ABSTRACT
OBJETIVO: Avaliar o estado funcional dos linfócitos T CD4+ e CD8+ de pacientes pediátricos venezuelanos infectados pelo HIV-1. MÉTODOS: As crianças foram agrupadas como progressoras rápidas (PRs) ou progressoras lentas (PLs), com base no quadro clínico. Para determinar a funcionalidade dos linfócitos T CD4+ e CD8+, foram utilizadas técnicas de citometria de fluxo e caracterizados parâmetros de funcionalidade dessas células por meio de testes ex vivo como expressão de CD95/Fas e de CD127 e frequência de apoptose. Além disso, determinamos, em células mononucleares de sangue periférico, a proliferação do HIV e a produção de interleucina-10 (IL-10), do fator de necrose tumoral alfa (TNF-α) e de interferon gama (IFN-γ), e também estimamos o IFN-γ intracelular em células T CD4+. RESULTADOS: Nossos resultados indicam que vários mecanismos moleculares e celulares dos linfócitos T CD4+ e CD8+ tiveram piora nos PRs em comparação com PLs e controles. Ambos os tipos de linfócitos T dos PRs apresentaram aumento na expressão de CD95/Fas (p < 0,01), redução na expressão de CD127 (p < 0,01) e elevação na frequência de apoptose (p < 0,01). Além disso, as células T desses pacientes apresentaram diminuição na capacidade de proliferação mitogênica (p < 0,05), redução na porcentagem de linfócitos T CD4+ produtores de IFN-γ (p < 0,05) e menor capacidade de produção de IL-10, TNF-α e IFN-γ (p < 0,01) em comparação com PLs e controles. CONCLUSÃO: Nossos resultados indicam que o declínio das respostas moleculares e celulares dos linfócitos T está relacionado a uma rápida progressão e à diminuição na resistência à infecção pelo HIV-1 em crianças.
OBJECTIVE: To evaluate simultaneously the functional state of CD4+ and CD8+ T lymphocytes from Venezuelan HIV-1-infected pediatric patients. METHODS: Children were assigned to subgroups of rapid progressors (RPs) and slow progressors (SPs), based on clinical features.
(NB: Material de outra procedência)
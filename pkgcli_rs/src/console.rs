//! Console abstraction for command output.
//!
//! Commands never print directly; they go through [`Console`] so verbosity
//! is honoured in one place and tests can capture everything that was
//! written.

use std::collections::VecDeque;
use std::io::Write;
use std::sync::Mutex;
use std::sync::atomic::{AtomicBool, AtomicU8, Ordering};

use console::{Term, style};

use crate::types::Verbosity;

/// Sink for everything a command shows to the user.
pub trait Console: Send + Sync {
    /// Write a line to standard output, regardless of verbosity.
    fn write_out(&self, text: &str);

    /// Write a line to the error stream, regardless of verbosity.
    fn write_err(&self, text: &str);

    fn verbosity(&self) -> Verbosity;

    fn set_verbosity(&self, verbosity: Verbosity);

    /// Whether prompts may be shown at all.
    fn is_interactive(&self) -> bool;

    fn set_interactive(&self, interactive: bool);

    /// Read one line of user input. `None` when input is closed.
    fn read_line(&self) -> Option<String>;

    /// Requested data (help text, a config value). Always shown.
    fn output(&self, text: &str) {
        self.write_out(text);
    }

    /// Progress and status text, hidden when quiet.
    fn info(&self, text: &str) {
        if self.verbosity() > Verbosity::Quiet {
            self.write_out(text);
        }
    }

    /// Extra detail, shown only when detailed.
    fn detail(&self, text: &str) {
        if self.verbosity() >= Verbosity::Detailed {
            self.write_out(text);
        }
    }

    fn warning(&self, text: &str) {
        if self.verbosity() > Verbosity::Quiet {
            self.write_out(&format!("WARNING: {}", text));
        }
    }

    fn error(&self, text: &str) {
        self.write_err(text);
    }

    /// Ask a yes/no question. Non-interactive consoles answer no.
    fn confirm(&self, prompt: &str) -> bool {
        if !self.is_interactive() {
            return false;
        }
        self.write_out(&format!("{} [y/N] ", prompt));
        self.read_line()
            .map(|answer| matches!(answer.trim().to_ascii_lowercase().as_str(), "y" | "yes"))
            .unwrap_or(false)
    }
}

/// Console bound to the process standard streams.
pub struct SystemConsole {
    verbosity: AtomicU8,
    interactive: AtomicBool,
}

impl SystemConsole {
    pub fn new() -> Self {
        Self {
            verbosity: AtomicU8::new(Verbosity::Normal.as_u8()),
            interactive: AtomicBool::new(Term::stdout().is_term()),
        }
    }
}

impl Default for SystemConsole {
    fn default() -> Self {
        Self::new()
    }
}

impl Console for SystemConsole {
    fn write_out(&self, text: &str) {
        let mut stdout = std::io::stdout().lock();
        let _ = writeln!(stdout, "{}", text);
    }

    fn write_err(&self, text: &str) {
        let mut stderr = std::io::stderr().lock();
        let _ = writeln!(stderr, "{}", text);
    }

    fn verbosity(&self) -> Verbosity {
        Verbosity::from_u8(self.verbosity.load(Ordering::Relaxed))
    }

    fn set_verbosity(&self, verbosity: Verbosity) {
        self.verbosity.store(verbosity.as_u8(), Ordering::Relaxed);
    }

    fn is_interactive(&self) -> bool {
        self.interactive.load(Ordering::Relaxed)
    }

    fn set_interactive(&self, interactive: bool) {
        self.interactive.store(interactive, Ordering::Relaxed);
    }

    fn read_line(&self) -> Option<String> {
        Term::stdout().read_line().ok()
    }

    fn warning(&self, text: &str) {
        if self.verbosity() > Verbosity::Quiet {
            self.write_out(&format!("{} {}", style("WARNING:").yellow().bold(), text));
        }
    }

    fn error(&self, text: &str) {
        self.write_err(&style(text).red().for_stderr().to_string());
    }

    fn confirm(&self, prompt: &str) -> bool {
        if !self.is_interactive() {
            return false;
        }
        let term = Term::stdout();
        let _ = term.write_str(&format!("{} [y/N] ", prompt));
        term.read_line()
            .map(|answer| matches!(answer.trim().to_ascii_lowercase().as_str(), "y" | "yes"))
            .unwrap_or(false)
    }
}

/// In-memory console that records output; used by tests and embedders.
pub struct BufferConsole {
    out: Mutex<String>,
    err: Mutex<String>,
    input: Mutex<VecDeque<String>>,
    verbosity: AtomicU8,
    interactive: AtomicBool,
}

impl BufferConsole {
    pub fn new() -> Self {
        Self {
            out: Mutex::new(String::new()),
            err: Mutex::new(String::new()),
            input: Mutex::new(VecDeque::new()),
            verbosity: AtomicU8::new(Verbosity::Normal.as_u8()),
            interactive: AtomicBool::new(false),
        }
    }

    /// Queue answers for prompts and make the console interactive.
    pub fn with_input<I, S>(self, lines: I) -> Self
    where
        I: IntoIterator<Item = S>,
        S: Into<String>,
    {
        if let Ok(mut input) = self.input.lock() {
            input.extend(lines.into_iter().map(Into::into));
        }
        self.interactive.store(true, Ordering::Relaxed);
        self
    }

    pub fn stdout(&self) -> String {
        self.out.lock().map(|out| out.clone()).unwrap_or_default()
    }

    pub fn stderr(&self) -> String {
        self.err.lock().map(|err| err.clone()).unwrap_or_default()
    }
}

impl Default for BufferConsole {
    fn default() -> Self {
        Self::new()
    }
}

impl Console for BufferConsole {
    fn write_out(&self, text: &str) {
        if let Ok(mut out) = self.out.lock() {
            out.push_str(text);
            out.push('\n');
        }
    }

    fn write_err(&self, text: &str) {
        if let Ok(mut err) = self.err.lock() {
            err.push_str(text);
            err.push('\n');
        }
    }

    fn verbosity(&self) -> Verbosity {
        Verbosity::from_u8(self.verbosity.load(Ordering::Relaxed))
    }

    fn set_verbosity(&self, verbosity: Verbosity) {
        self.verbosity.store(verbosity.as_u8(), Ordering::Relaxed);
    }

    fn is_interactive(&self) -> bool {
        self.interactive.load(Ordering::Relaxed)
    }

    fn set_interactive(&self, interactive: bool) {
        self.interactive.store(interactive, Ordering::Relaxed);
    }

    fn read_line(&self) -> Option<String> {
        self.input.lock().ok()?.pop_front()
    }
}

#[cfg(test)]
mod tests {
    use super::*;

    #[test]
    fn test_quiet_suppresses_info_and_warnings() {
        let console = BufferConsole::new();
        console.set_verbosity(Verbosity::Quiet);
        console.info("restoring");
        console.warning("careful");
        console.detail("noise");
        assert!(console.stdout().is_empty());

        console.output("value");
        console.error("boom");
        assert_eq!(console.stdout(), "value\n");
        assert_eq!(console.stderr(), "boom\n");
    }

    #[test]
    fn test_detail_needs_detailed_verbosity() {
        let console = BufferConsole::new();
        console.detail("hidden");
        console.set_verbosity(Verbosity::Detailed);
        console.detail("shown");
        assert_eq!(console.stdout(), "shown\n");
    }

    #[test]
    fn test_confirm_reads_queued_answers() {
        let console = BufferConsole::new().with_input(["y", "no"]);
        assert!(console.confirm("Delete?"));
        assert!(!console.confirm("Delete?"));
        assert!(!console.confirm("Delete?"));
    }

    #[test]
    fn test_non_interactive_confirm_is_no() {
        let console = BufferConsole::new();
        assert!(!console.confirm("Delete?"));
        assert!(console.stdout().is_empty());
    }
}
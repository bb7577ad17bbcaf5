use std::fmt;
use std::str::FromStr;

/// How much informational output the console lets through.
#[derive(Clone, Copy, PartialEq, Eq, Debug, Default, PartialOrd, Ord)]
pub enum Verbosity {
    Quiet,
    #[default]
    Normal,
    Detailed,
}

impl Verbosity {
    pub fn as_str(&self) -> &'static str {
        match self {
            Verbosity::Quiet => "quiet",
            Verbosity::Normal => "normal",
            Verbosity::Detailed => "detailed",
        }
    }

    pub(crate) fn from_u8(value: u8) -> Self {
        match value {
            0 => Verbosity::Quiet,
            2 => Verbosity::Detailed,
            _ => Verbosity::Normal,
        }
    }

    pub(crate) fn as_u8(self) -> u8 {
        match self {
            Verbosity::Quiet => 0,
            Verbosity::Normal => 1,
            Verbosity::Detailed => 2,
        }
    }
}

impl FromStr for Verbosity {
    type Err = String;

    fn from_str(value: &str) -> Result<Self, Self::Err> {
        match value.to_ascii_lowercase().as_str() {
            "quiet" => Ok(Verbosity::Quiet),
            "normal" => Ok(Verbosity::Normal),
            "detailed" => Ok(Verbosity::Detailed),
            _ => Err(format!(
                "Invalid verbosity '{}'. Use: quiet, normal, or detailed.",
                value
            )),
        }
    }
}

impl fmt::Display for Verbosity {
    fn fmt(&self, f: &mut fmt::Formatter<'_>) -> fmt::Result {
        f.write_str(self.as_str())
    }
}

/// Output layout for `sources list`.
#[derive(Clone, Copy, PartialEq, Eq, Debug, Default)]
pub enum SourceListFormat {
    #[default]
    Detailed,
    Short,
}

impl FromStr for SourceListFormat {
    type Err = String;

    fn from_str(value: &str) -> Result<Self, Self::Err> {
        match value.to_ascii_lowercase().as_str() {
            "detailed" => Ok(SourceListFormat::Detailed),
            "short" => Ok(SourceListFormat::Short),
            _ => Err(format!(
                "Invalid format '{}'. Use: Detailed or Short.",
                value
            )),
        }
    }
}
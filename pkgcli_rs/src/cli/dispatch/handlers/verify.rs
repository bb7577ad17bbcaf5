//! `verify`: check package signatures through the engine.

use std::any::Any;

use async_trait::async_trait;

use crate::cli::command::{CommandBase, CommandContext, CommandDescriptor, CommandInstance};
use crate::cli::error::CommandError;
use crate::engine::VerifyRequest;

#[derive(Debug, Default)]
pub struct VerifyCommand {
    base: CommandBase,
    signatures: bool,
    all: bool,
    certificate_fingerprints: Vec<String>,
}

pub fn descriptor() -> CommandDescriptor {
    CommandDescriptor::builder::<VerifyCommand>("verify")
        .summary("Verifies the signature of a package.")
        .usage("<-Signatures | -All> <package paths>")
        .description(
            "Verifies one or more packages. Either -Signatures or -All selects the checks \
             to run. Exits with 1 when any package fails.",
        )
        .example("pkgcli verify -Signatures ./MyPackage.1.0.0.nupkg")
        .example("pkgcli verify -Signatures ./a.nupkg -CertificateFingerprint CE40881F...")
        .options(|o| {
            o.flag(
                "Signatures",
                "Verify that the package signature is valid.",
                |c| &mut c.signatures,
            )
            .flag("All", "Run every available verification.", |c| &mut c.all)
            .multi(
                "CertificateFingerprint",
                "SHA-256 fingerprint of a certificate the signer must match.",
                |c| &mut c.certificate_fingerprints,
            )
        })
        .build()
}

#[async_trait]
impl CommandInstance for VerifyCommand {
    fn base(&self) -> &CommandBase {
        &self.base
    }

    fn base_mut(&mut self) -> &mut CommandBase {
        &mut self.base
    }

    fn as_any_mut(&mut self) -> &mut dyn Any {
        self
    }

    async fn execute(&mut self, ctx: &CommandContext<'_>) -> anyhow::Result<i32> {
        if self.base.arguments.is_empty() {
            return Err(CommandError::Usage("verify requires at least one package path.".into()).into());
        }
        if !self.signatures && !self.all {
            return Err(CommandError::Usage(
                "Specify the verification to run: -Signatures or -All.".into(),
            )
            .into());
        }

        let packages = self
            .base
            .arguments
            .iter()
            .map(|path| ctx.resolve_path(path))
            .collect();
        let results = ctx
            .engine
            .verify(VerifyRequest {
                packages,
                signatures: self.signatures,
                all: self.all,
                certificate_fingerprints: self.certificate_fingerprints.clone(),
            })
            .await?;

        let mut failures = 0usize;
        for result in &results {
            if result.passed {
                ctx.console.info(&format!(
                    "Successfully verified package '{}'.",
                    result.package.display()
                ));
            } else {
                failures += 1;
                ctx.console.error(&format!(
                    "Package signature validation failed for '{}'.",
                    result.package.display()
                ));
                for issue in &result.issues {
                    ctx.console.error(&format!("  {}", issue));
                }
            }
        }
        Ok(if failures == 0 { 0 } else { 1 })
    }
}

#[cfg(test)]
mod tests {
    use super::*;
    use crate::cli::dispatch::handlers::test_support::Fixture;
    use crate::engine::Verification;
    use tempfile::TempDir;

    #[test]
    fn test_requires_paths_and_mode() {
        let dir = TempDir::new().expect("temp dir");
        let fixture = Fixture::new();
        for args in [&["-Signatures"][..], &["a.nupkg"][..]] {
            let err = fixture
                .run(&descriptor(), args, dir.path())
                .expect_err("usage");
            assert!(matches!(
                err.downcast_ref::<CommandError>(),
                Some(CommandError::Usage(_))
            ));
        }
        assert!(fixture.engine.verifies().is_empty());
    }

    #[test]
    fn test_passes_request_to_engine() {
        let dir = TempDir::new().expect("temp dir");
        let fixture = Fixture::new();
        let code = fixture
            .run(
                &descriptor(),
                &[
                    "a.nupkg",
                    "-Signatures",
                    "-CertificateFingerprint",
                    "AA",
                    "-CertificateFingerprint",
                    "BB",
                ],
                dir.path(),
            )
            .expect("verify");
        assert_eq!(code, 0);
        assert_eq!(
            fixture.engine.verifies(),
            vec![VerifyRequest {
                packages: vec![dir.path().join("a.nupkg")],
                signatures: true,
                all: false,
                certificate_fingerprints: vec!["AA".into(), "BB".into()],
            }]
        );
    }

    #[test]
    fn test_failed_verification_exits_one() {
        let dir = TempDir::new().expect("temp dir");
        let fixture = Fixture::new();
        *fixture.engine.verifications.lock().expect("lock") = vec![
            Verification {
                package: "good.nupkg".into(),
                passed: true,
                issues: Vec::new(),
            },
            Verification {
                package: "bad.nupkg".into(),
                passed: false,
                issues: vec!["signature is not trusted".into()],
            },
        ];
        let code = fixture
            .run(&descriptor(), &["good.nupkg", "bad.nupkg", "-All"], dir.path())
            .expect("verify");
        assert_eq!(code, 1);
        assert!(fixture.console.stdout().contains("good.nupkg"));
        let err = fixture.console.stderr();
        assert!(err.contains("bad.nupkg"));
        assert!(err.contains("  signature is not trusted"));
    }
}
To determine the degree of CD4+ and CD8+ T-lymphocyte functionality, flow cytometry techniques were used, and diverse parameters of the functionality of these cells were characterized by ex vivo tests, such as expression of CD95/Fas and CD127, and frequency of apoptosis. In addition, we determined, in cultured peripheral blood mononuclear cells, HIV-specific proliferation and the production of interleukin-10 (IL-10), tumor necrosis factor alpha (TNF-α) and interferon gamma (IFN-γ), besides measuring intracellular IFN-γ in CD4+ T cells. RESULTS: Our results indicate that several molecular and cellular mechanisms of CD4+ and CD8+ T lymphocytes are deteriorated in RPs in comparison with SPs and controls. Indeed, both types of T lymphocytes from RPs exhibited an increased expression of CD95/Fas (p < 0.01), a significantly reduced expression of CD127 (p < 0.01), and an augmented frequency of apoptosis (p < 0.01). Furthermore, T cells from these patients displayed a diminished capacity of mitogen proliferation (p < 0.05), a reduced percentage of IFN-γ producing CD4+ T lymphocytes (p < 0.05) and a smaller capacity of IL-10, TNF-α and IFN-γ production (p < 0.01) in comparison with SP and control patients. CONCLUSION: Our findings indicate that the decline of the normal T lymphocyte molecular and cellular responses is related to a rapid progression and a decreased resistance to HIV-1 infection in children.